▸ ACTION ITEM: Return the lines below that carry the word "MessageParser".

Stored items
▬▬▬▬▬▬▬▬▬▬

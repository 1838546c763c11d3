//! Console adapter for development/testing

use async_trait::async_trait;
use crate::application::errors::BotError;
use crate::application::messaging::MessageParser;
use crate::domain::entities::{Attachment, Message, OutgoingMessage, User};
use crate::domain::traits::{Bot, BotInfo};

/// Conversation id used for every console event
pub const CONSOLE_CHAT: &str = "console@s.whatsapp.net";

/// Console bot adapter for local development.
///
/// Outgoing messages are printed with their navigation rows so that a
/// row can be picked with `select <id>`.
pub struct ConsoleAdapter {
    info: BotInfo,
    prefix: String,
}

impl ConsoleAdapter {
    pub fn new(name: impl Into<String>, prefix: impl Into<String>) -> Self {
        Self {
            info: BotInfo {
                id: "bot@s.whatsapp.net".to_string(),
                name: name.into(),
                number: "console".to_string(),
            },
            prefix: prefix.into(),
        }
    }

    /// Input help shown when the console session starts
    pub fn banner(&self) -> String {
        format!(
            "{} console. Type {}meu to open the menu, `select <id>` to tap a row, `react <emoji>` to react.",
            self.info.name, self.prefix
        )
    }

    pub async fn read_line(&self, prompt: &str) -> Option<String> {
        use std::io::Write;
        print!("{}", prompt);
        std::io::stdout().flush().ok()?;
        let line = tokio::task::spawn_blocking(|| {
            let mut input = String::new();
            match std::io::stdin().read_line(&mut input) {
                Ok(0) | Err(_) => None,
                Ok(_) => Some(input),
            }
        })
        .await
        .ok()??;
        Some(line.trim().to_string())
    }

    /// Turn one console line into an event.
    ///
    /// `select <id>` taps a navigation row, `react <emoji>` reacts to the
    /// previous message, anything else is a text or command message.
    pub fn parse_line(parser: &MessageParser, line: &str) -> Message {
        let sender = Some(User::new(CONSOLE_CHAT).with_push_name("console"));
        if let Some(id) = line.strip_prefix("select ") {
            return parser.parse_selection(CONSOLE_CHAT, id.trim(), sender);
        }
        if let Some(emoji) = line.strip_prefix("react ") {
            return parser
                .parse_reaction(CONSOLE_CHAT, emoji.trim(), "console-last", Some(CONSOLE_CHAT.to_string()))
                .with_sender_opt(sender);
        }
        parser.parse(CONSOLE_CHAT, line, sender)
    }
}

#[async_trait]
impl Bot for ConsoleAdapter {
    async fn start(&self) -> Result<(), BotError> {
        tracing::info!("Starting console bot (dev mode)");
        println!("{}", self.banner());
        Ok(())
    }

    async fn send(&self, _chat_id: &str, message: OutgoingMessage) -> Result<String, BotError> {
        match &message.attachment {
            Some(Attachment::Image { url }) => println!("[BOT] [image] {}", url),
            Some(Attachment::Audio { url, .. }) => println!("[BOT] [audio] {}", url),
            None => {}
        }
        if !message.text.is_empty() {
            println!("[BOT] {}", message.text);
        }
        if let Some(nav) = &message.navigation {
            println!("  [{}] {}", nav.button_text, nav.title);
            for row in nav.rows() {
                println!("    {} -> select {}", row.title, row.row_id);
            }
        }
        Ok(uuid::Uuid::new_v4().to_string())
    }

    async fn react(&self, _chat_id: &str, _message_id: &str, emoji: &str) -> Result<(), BotError> {
        println!("[BOT] reacted {}", emoji);
        Ok(())
    }

    async fn remove_participants(&self, group_id: &str, participants: &[String]) -> Result<(), BotError> {
        println!("[BOT] removed {} from {}", participants.join(", "), group_id);
        Ok(())
    }

    async fn is_group_admin(&self, _group_id: &str, _user_id: &str) -> Result<bool, BotError> {
        Ok(true)
    }

    async fn contact_name(&self, _user_id: &str) -> Result<Option<String>, BotError> {
        Ok(None)
    }

    fn bot_info(&self) -> BotInfo {
        self.info.clone()
    }
}
//! Command menu - category classification, aggregation and sub-menus

pub mod aggregator;
pub mod classifier;
pub mod submenu;

pub use aggregator::{build_menu, render_menu, category_title, MenuHeader, MenuModel, RenderedMenu};
pub use classifier::{glyph_for, normalize, stylize, DEFAULT_GLYPH};
pub use submenu::build_sub_menu;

▬▬▬▬▬▬▬▬▬▬

▸ COMPLETED TASK:
use crate::application::messaging::MessageParser;
    pub fn parse_line(parser: &MessageParser, line: &str) -> Message {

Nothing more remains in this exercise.